Boyle usou a interrupção da filmagem para, em suas palavras, se desfamiliarizar com “Em transe”. Reviu o que havia filmado com “olhar quase virgem” e decidiu incluir mais pistas para o espectador se sentir compelido a decifrar uma trama que também acontece em telas dentro da tela, como na plataforma de iPad utilizada pelos protagonistas, crucial para o final mais ou menos feliz.
— Filmar assim é raríssimo. Pude experimentar essa sensação, que só o público tem, de ver algo desconhecido. Lá estava eu, vendo meu filme de fato em primeira mão. E então percebi que em um filme como este, repleto de segredos, você tende a proteger seu projeto ao extremo. Estava ficando paranoico. Mas aí você corre o risco de fazer algo hermético. Foi quando decidi filmar a cena de James batendo no vidro. Parece sem sentido, mas dá a impressão de que o personagem sabe que há algo errado. E o público passa a desconfiar disso também — aposta.
Boyle se sente envaidecido com as associações de “Em transe” a criações de seu compatriota Christopher Nolan, como “A origem” e “Amnésia”. E lembra que ainda é possível fechar os olhos, na sala de cinema, e ter outra versão de seu filme, narrado pela personagem de Dawson, reportadamente sua namorada durante as filmagens. É ela quem conduz os transes por que passam os demais atores. E é através de sua voz que o espectador viaja para locais tão reais quanto imaginários.
— Também há aqui um parentesco com “Brilho eterno de uma mente sem lembranças”, de Michel Gondry — diz. — Não por acaso os três estão entre meus filmes favoritos. Mas a maior influência aqui é o cineasta inglês Nicolas Roeg. Ele é meu mestre, um pioneiro na edição não linear, em que futuro e passado são tão disponíveis para o espectador quanto o presente. Tudo ao mesmo tempo agora. Amo essa liberdade.

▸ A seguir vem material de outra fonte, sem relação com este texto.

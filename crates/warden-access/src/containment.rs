//! Graduated per-principal containment.
//!
//! Each principal moves through `Normal -> Monitored -> Restricted ->
//! Isolated` as anomaly confidence rises. Automatic transitions only ever
//! escalate; stepping back down needs [`ContainmentRegistry::reinstate`]
//! with a named human approver. Every transition is audited.
//!
//! A reinstatement records the audit sequence it was written at. Anomaly
//! scans ignore a principal's events at or below that watermark, so the
//! behaviour that was already reviewed cannot re-contain them.

use std::sync::Arc;

use chrono::{DateTime, Utc};
use dashmap::DashMap;
use serde::{Deserialize, Serialize};
use warden_vault::audit::{AuditChain, AuditEvent, AuditKind, AuditOutcome, Severity};

use crate::error::{AccessError, Result};
use crate::policy::DecisionLevel;

#[derive(Debug, Clone, Copy, PartialEq, Eq, PartialOrd, Ord, Hash, Serialize, Deserialize)]
#[serde(rename_all = "snake_case")]
pub enum ThreatLevel {
    Normal,
    Monitored,
    /// Capped at metadata-only; mutations refused.
    Restricted,
    /// Everything refused; sessions revoked.
    Isolated,
}

impl ThreatLevel {
    pub fn as_str(&self) -> &'static str {
        match self {
            Self::Normal => "normal",
            Self::Monitored => "monitored",
            Self::Restricted => "restricted",
            Self::Isolated => "isolated",
        }
    }

    /// Highest decision level a principal at this threat level may receive.
    pub fn level_cap(&self) -> DecisionLevel {
        match self {
            Self::Normal | Self::Monitored => DecisionLevel::Delete,
            Self::Restricted => DecisionLevel::MetadataOnly,
            Self::Isolated => DecisionLevel::Deny,
        }
    }
}

impl std::fmt::Display for ThreatLevel {
    fn fmt(&self, f: &mut std::fmt::Formatter<'_>) -> std::fmt::Result {
        f.write_str(self.as_str())
    }
}

/// Confidence thresholds that map anomalies to threat levels.
#[derive(Debug, Clone, PartialEq, Serialize, Deserialize)]
#[serde(default)]
pub struct ContainmentThresholds {
    pub monitored: f64,
    pub restricted: f64,
    pub isolated: f64,
}

impl Default for ContainmentThresholds {
    fn default() -> Self {
        Self {
            monitored: 0.5,
            restricted: 0.75,
            isolated: 0.9,
        }
    }
}

impl ContainmentThresholds {
    pub fn level_for(&self, confidence: f64) -> ThreatLevel {
        if confidence >= self.isolated {
            ThreatLevel::Isolated
        } else if confidence >= self.restricted {
            ThreatLevel::Restricted
        } else if confidence >= self.monitored {
            ThreatLevel::Monitored
        } else {
            ThreatLevel::Normal
        }
    }
}

#[derive(Debug, Clone, PartialEq, Serialize, Deserialize)]
pub struct ContainmentState {
    pub level: ThreatLevel,
    pub since: DateTime<Utc>,
    pub reason: String,
}

pub struct ContainmentRegistry {
    states: DashMap<String, ContainmentState>,
    /// Audit sequence of each principal's latest reinstatement.
    reinstated: DashMap<String, u64>,
    thresholds: ContainmentThresholds,
    audit: Arc<AuditChain>,
}

impl ContainmentRegistry {
    pub fn new(thresholds: ContainmentThresholds, audit: Arc<AuditChain>) -> Self {
        Self {
            states: DashMap::new(),
            reinstated: DashMap::new(),
            thresholds,
            audit,
        }
    }

    pub fn level(&self, principal: &str) -> ThreatLevel {
        self.states
            .get(principal)
            .map(|s| s.level)
            .unwrap_or(ThreatLevel::Normal)
    }

    pub fn state(&self, principal: &str) -> Option<ContainmentState> {
        self.states.get(principal).map(|s| s.clone())
    }

    /// Audit sequence of the principal's latest reinstatement, if any.
    pub fn reinstated_at(&self, principal: &str) -> Option<u64> {
        self.reinstated.get(principal).map(|s| *s)
    }

    /// Escalate according to an anomaly confidence.
    ///
    /// Returns the new level if the principal moved up, `None` otherwise.
    pub fn escalate(&self, principal: &str, confidence: f64, reason: &str) -> Result<Option<ThreatLevel>> {
        let target = self.thresholds.level_for(confidence);
        self.raise_to(principal, target, reason)
    }

    /// Jump straight to [`ThreatLevel::Isolated`].
    pub fn isolate(&self, principal: &str, reason: &str) -> Result<Option<ThreatLevel>> {
        self.raise_to(principal, ThreatLevel::Isolated, reason)
    }

    fn raise_to(&self, principal: &str, target: ThreatLevel, reason: &str) -> Result<Option<ThreatLevel>> {
        if target <= self.level(principal) {
            return Ok(None);
        }

        let previous = {
            let mut entry = self
                .states
                .entry(principal.to_string())
                .or_insert_with(|| ContainmentState {
                    level: ThreatLevel::Normal,
                    since: Utc::now(),
                    reason: String::new(),
                });
            if target <= entry.level {
                return Ok(None);
            }
            let previous = entry.level;
            *entry = ContainmentState {
                level: target,
                since: Utc::now(),
                reason: reason.to_string(),
            };
            previous
        };

        let severity = if target >= ThreatLevel::Restricted {
            Severity::Critical
        } else {
            Severity::Warning
        };
        self.audit.append(
            AuditEvent::new(AuditKind::Containment, principal, AuditOutcome::Alert)
                .with_severity(severity)
                .with_detail(format!("{previous} -> {target}: {reason}")),
        )?;
        tracing::warn!(principal = principal, from = %previous, to = %target, reason = reason, "principal contained");
        Ok(Some(target))
    }

    /// Return a principal to [`ThreatLevel::Normal`].
    ///
    /// # Errors
    ///
    /// - [`AccessError::ApprovalRequired`] if `approver` is empty or is the
    ///   principal itself.
    /// - [`AccessError::NotContained`] if the principal is already normal.
    pub fn reinstate(&self, principal: &str, approver: &str) -> Result<ThreatLevel> {
        if approver.trim().is_empty() || approver == principal {
            return Err(AccessError::ApprovalRequired {
                principal: principal.to_string(),
            });
        }

        let previous = match self.states.remove(principal) {
            Some((_, state)) if state.level > ThreatLevel::Normal => state.level,
            _ => {
                return Err(AccessError::NotContained {
                    principal: principal.to_string(),
                });
            }
        };

        let receipt = self.audit.append(
            AuditEvent::new(AuditKind::Containment, principal, AuditOutcome::Succeeded)
                .with_severity(Severity::Warning)
                .with_detail(format!("reinstated from {previous} by {approver}")),
        )?;
        self.reinstated.insert(principal.to_string(), receipt.sequence);
        tracing::info!(
            principal = principal,
            approver = approver,
            from = %previous,
            watermark = receipt.sequence,
            "principal reinstated"
        );
        Ok(previous)
    }

    /// All principals above `Normal`.
    pub fn contained(&self) -> Vec<(String, ContainmentState)> {
        let mut out: Vec<_> = self
            .states
            .iter()
            .filter(|e| e.level > ThreatLevel::Normal)
            .map(|e| (e.key().clone(), e.value().clone()))
            .collect();
        out.sort_by(|a, b| a.0.cmp(&b.0));
        out
    }
}

// ---------------------------------------------------------------------------
// Tests
// ---------------------------------------------------------------------------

Roeg é, para mim, a tradução do que o cinema pode ser.
‘Transpotting’ 20 anos depois
Danny Boyle avisa, sério, que, quando se trata de “Trainspotting”, ele “não está de brincadeira”. As filmagens devem começar em dois anos, e a espera é proposital, pois o diretor quer os atores de fato aparentando duas décadas a mais do que quando encarnaram seus personagens na segunda metade dos anos 1990.

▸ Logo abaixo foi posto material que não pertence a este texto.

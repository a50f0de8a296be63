//! Gateway configuration.
//!
//! One [`WardenConfig`] describes a whole deployment: crypto defaults,
//! session bounds, the aggregate rate budget, circuit breaker, grant
//! ceilings, anomaly/containment thresholds, audit storage and the role
//! table. Every section has defaults, so an empty file is a valid config.
//!
//! ```toml
//! data_dir = "/var/lib/warden"
//!
//! [crypto]
//! default_key_id = "kek-1"
//!
//! [breaker]
//! failure_threshold = 5
//! open_secs = 30
//!
//! [roles.ops]
//! allowed_types = ["token"]
//! allowed_operations = ["read"]
//! max_per_minute = 10
//!
//! [assignments]
//! agent-7 = "ops"
//! ```

use std::collections::BTreeMap;
use std::path::{Path, PathBuf};
use std::time::Duration;

use serde::{Deserialize, Serialize};
use warden_access::{
    AccessPolicy, AggregateRateSettings, AnomalyThresholds, ContainmentThresholds,
    OperationCeilings, PolicySet, SessionSettings,
};
use warden_vault::types::{SecretType, SensitivityTier};

use crate::breaker::BreakerSettings;
use crate::error::{GatewayError, Result};

// ---------------------------------------------------------------------------
// Sections
// ---------------------------------------------------------------------------

#[derive(Debug, Clone, PartialEq, Serialize, Deserialize)]
#[serde(default)]
pub struct CryptoSettings {
    /// KEK used for new secrets and as the default rotation target.
    pub default_key_id: String,
    pub key_cache_ttl_secs: u64,
    pub key_fetch_timeout_ms: u64,
}

impl Default for CryptoSettings {
    fn default() -> Self {
        Self {
            default_key_id: "kek-1".to_string(),
            key_cache_ttl_secs: 300,
            key_fetch_timeout_ms: 2000,
        }
    }
}

impl CryptoSettings {
    pub fn key_cache_ttl(&self) -> Duration {
        Duration::from_secs(self.key_cache_ttl_secs)
    }

    pub fn key_fetch_timeout(&self) -> Duration {
        Duration::from_millis(self.key_fetch_timeout_ms)
    }
}

#[derive(Debug, Clone, PartialEq, Serialize, Deserialize)]
#[serde(default)]
pub struct AnomalySettings {
    pub thresholds: AnomalyThresholds,
    pub containment: ContainmentThresholds,
    /// How far back each scan looks.
    pub window_secs: u64,
    pub scan_interval_secs: u64,
    /// Decryption failures on one secret before escalation.
    pub decrypt_failure_limit: u32,
}

impl Default for AnomalySettings {
    fn default() -> Self {
        Self {
            thresholds: AnomalyThresholds::default(),
            containment: ContainmentThresholds::default(),
            window_secs: 3600,
            scan_interval_secs: 60,
            decrypt_failure_limit: 3,
        }
    }
}

#[derive(Debug, Clone, PartialEq, Serialize, Deserialize)]
#[serde(default)]
pub struct AuditSettings {
    /// SQLite audit database, relative to `data_dir`.
    pub db_file: String,
    /// Write-once JSONL mirror, relative to `data_dir`; `None` disables it.
    pub mirror_file: Option<String>,
    /// Interval of the session/rate/lock reaper.
    pub reap_interval_secs: u64,
}

impl Default for AuditSettings {
    fn default() -> Self {
        Self {
            db_file: "audit.db".to_string(),
            mirror_file: Some("audit.jsonl".to_string()),
            reap_interval_secs: 30,
        }
    }
}

#[derive(Debug, Clone, PartialEq, Serialize, Deserialize)]
#[serde(default)]
pub struct ClassifierSettings {
    /// Tier assigned to each secret type. Types absent here are refused.
    pub tiers: BTreeMap<SecretType, SensitivityTier>,
}

impl Default for ClassifierSettings {
    fn default() -> Self {
        let tiers = BTreeMap::from([
            (SecretType::Credential, SensitivityTier::Restricted),
            (SecretType::Financial, SensitivityTier::Restricted),
            (SecretType::Certificate, SensitivityTier::Restricted),
            (SecretType::Pii, SensitivityTier::Sensitive),
            (SecretType::Token, SensitivityTier::Sensitive),
        ]);
        Self { tiers }
    }
}

// ---------------------------------------------------------------------------
// Root
// ---------------------------------------------------------------------------

#[derive(Debug, Clone, PartialEq, Serialize, Deserialize)]
#[serde(default)]
pub struct WardenConfig {
    pub data_dir: PathBuf,
    pub secrets_file: String,
    pub crypto: CryptoSettings,
    pub sessions: SessionSettings,
    pub rate: AggregateRateSettings,
    pub breaker: BreakerSettings,
    pub grants: OperationCeilings,
    pub anomaly: AnomalySettings,
    pub audit: AuditSettings,
    pub classifier: ClassifierSettings,
    pub roles: BTreeMap<String, AccessPolicy>,
    pub assignments: BTreeMap<String, String>,
}

impl Default for WardenConfig {
    fn default() -> Self {
        Self {
            data_dir: PathBuf::from("data"),
            secrets_file: "secrets.db".to_string(),
            crypto: CryptoSettings::default(),
            sessions: SessionSettings::default(),
            rate: AggregateRateSettings::default(),
            breaker: BreakerSettings::default(),
            grants: OperationCeilings::default(),
            anomaly: AnomalySettings::default(),
            audit: AuditSettings::default(),
            classifier: ClassifierSettings::default(),
            roles: BTreeMap::new(),
            assignments: BTreeMap::new(),
        }
    }
}

impl WardenConfig {
    /// Load from a TOML (or `.json`) file. A missing file yields defaults.
    pub fn load(path: impl AsRef<Path>) -> Result<Self> {
        let path = path.as_ref();
        if !path.exists() {
            tracing::warn!(path = %path.display(), "config file not found, using defaults");
            return Ok(Self::default());
        }

        let content = std::fs::read_to_string(path)?;
        let config = if path.extension().is_some_and(|e| e == "json") {
            let config: Self = serde_json::from_str(&content)?;
            config.validate()?;
            config
        } else {
            Self::from_toml(&content)?
        };
        tracing::info!(path = %path.display(), "config loaded");
        Ok(config)
    }

    pub fn from_toml(s: &str) -> Result<Self> {
        let config: Self = toml::from_str(s)?;
        config.validate()?;
        Ok(config)
    }

    /// Reject zero budgets and lifetimes.
    pub fn validate(&self) -> Result<()> {
        let invalid = |reason: &str| {
            Err(GatewayError::InvalidConfig {
                reason: reason.to_string(),
            })
        };
        if self.crypto.default_key_id.is_empty() {
            return invalid("crypto.default_key_id must not be empty");
        }
        if self.crypto.key_cache_ttl_secs == 0 || self.crypto.key_fetch_timeout_ms == 0 {
            return invalid("crypto cache ttl and fetch timeout must be non-zero");
        }
        if self.sessions.max_per_principal == 0 || self.sessions.max_ttl_secs == 0 {
            return invalid("session limits must be non-zero");
        }
        if self.rate.max_requests == 0 || self.rate.window_secs == 0 {
            return invalid("aggregate rate budget must be non-zero");
        }
        if self.breaker.failure_threshold == 0 || self.breaker.open_secs == 0 {
            return invalid("breaker threshold and open period must be non-zero");
        }
        if self.grants.read_secs == 0 || self.grants.write_secs == 0 || self.grants.delete_secs == 0 {
            return invalid("grant ceilings must be non-zero");
        }
        if self.anomaly.decrypt_failure_limit == 0 {
            return invalid("anomaly.decrypt_failure_limit must be non-zero");
        }
        Ok(())
    }

    pub fn policy_set(&self) -> PolicySet {
        PolicySet {
            roles: self.roles.clone(),
            assignments: self.assignments.clone(),
        }
    }

    pub fn secrets_path(&self) -> PathBuf {
        self.data_dir.join(&self.secrets_file)
    }

    pub fn audit_path(&self) -> PathBuf {
        self.data_dir.join(&self.audit.db_file)
    }

    pub fn mirror_path(&self) -> Option<PathBuf> {
        self.audit.mirror_file.as_ref().map(|f| self.data_dir.join(f))
    }

    // -- Builder-style setters ----------------------------------------------

    pub fn with_data_dir(mut self, dir: impl Into<PathBuf>) -> Self {
        self.data_dir = dir.into();
        self
    }

    pub fn with_role(mut self, role: impl Into<String>, policy: AccessPolicy) -> Self {
        self.roles.insert(role.into(), policy);
        self
    }

    pub fn with_assignment(mut self, principal: impl Into<String>, role: impl Into<String>) -> Self {
        self.assignments.insert(principal.into(), role.into());
        self
    }

    pub fn with_breaker(mut self, breaker: BreakerSettings) -> Self {
        self.breaker = breaker;
        self
    }

    pub fn with_grants(mut self, grants: OperationCeilings) -> Self {
        self.grants = grants;
        self
    }
}

// ---------------------------------------------------------------------------
// Tests
// ---------------------------------------------------------------------------

#[cfg(test)]
mod tests {
    use super::*;

    #[test]
    fn empty_config_is_all_defaults() {
        let config = WardenConfig::from_toml("").unwrap();
        assert_eq!(config, WardenConfig::default());
        assert_eq!(config.crypto.key_cache_ttl(), Duration::from_secs(300));
        assert_eq!(config.anomaly.decrypt_failure_limit, 3);
    }

    #[test]
    fn sections_and_roles_parse() {
        let config = WardenConfig::from_toml(
            r#"
            data_dir = "/tmp/warden"

            [breaker]
            failure_threshold = 2

            [classifier.tiers]
            token = "internal"

            [roles.ops]
            allowed_types = ["token"]
            max_per_minute = 10

            [assignments]
            agent-7 = "ops"
            "#,
        )
        .unwrap();

        assert_eq!(config.breaker.failure_threshold, 2);
        assert_eq!(config.breaker.open_secs, BreakerSettings::default().open_secs);
        assert_eq!(
            config.classifier.tiers.get(&SecretType::Token),
            Some(&SensitivityTier::Internal)
        );
        assert_eq!(config.roles["ops"].rate_limit, 10);
        assert_eq!(config.secrets_path(), PathBuf::from("/tmp/warden/secrets.db"));
    }

    #[test]
    fn zero_values_rejected() {
        let err = WardenConfig::from_toml("[breaker]\nfailure_threshold = 0").unwrap_err();
        assert!(matches!(err, GatewayError::InvalidConfig { .. }));
    }

    #[test]
    fn missing_file_falls_back_to_defaults() {
        let dir = tempfile::tempdir().unwrap();
        let config = WardenConfig::load(dir.path().join("absent.toml")).unwrap();
        assert_eq!(config, WardenConfig::default());
    }

    #[test]
    fn json_config_supported() {
        let dir = tempfile::tempdir().unwrap();
        let path = dir.path().join("warden.json");
        std::fs::write(&path, r#"{"crypto": {"default_key_id": "kek-9"}}"#).unwrap();
        let config = WardenConfig::load(&path).unwrap();
        assert_eq!(config.crypto.default_key_id, "kek-9");
    }
}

— Para os fãs do filme, deixo aqui minha palavra: esta não vai ser uma sequência daquelas típicas de estúdio de Hollywood. Queremos fazer um filme íntegro, focado na passagem do tempo. O critério central para “Trainspotting 2” (o título ainda não está definido) será não desapontar seu público cativo.
Boyle já descreveu “Porno” como um livro menor em relação ao original, e a ideia é que o filme seja baseado “livremente” na história de Welsh. No livro, Sick Boy, personagem de Jonny Lee Miller no longa, decide rodar um filme pornô, Rents (Ewan McGregor) é dono de uma boate de sucesso em Amsterdã, e Begbie (Robert Carlyle) acaba de sair da prisão.
— Exatamente como no livro, que traz os mesmos personagens, será um imperativo contar com os mesmos atores no filme. Se anteriormente minha câmera estava apontada para hedonistas que podiam se arriscar no limite de seus corpos, agora eles estarão experimentando ter quarenta anos de vida, exatamente como os atores. E lá estão eles, olhando para trás e pensando: mas eu fui mesmo capaz de fazer aquilo tudo? Eles agora estão com osteosporose e mancando, mas o que será que de fato aconteceu com eles? Quero fazer um estudo de personagem e também um novo jogo de espelhos com os atores em carne e osso enfrentando a passagem do tempo. Agora, não nos enganemos: nós todos, o diretor, o repórter e o público, também envelhecemos junto com o filme. E pergunto: o que aconteceu com vocês nestas duas décadas? Quero levar tudo isso para a tela”, diz, coçando as mãos em júbilo.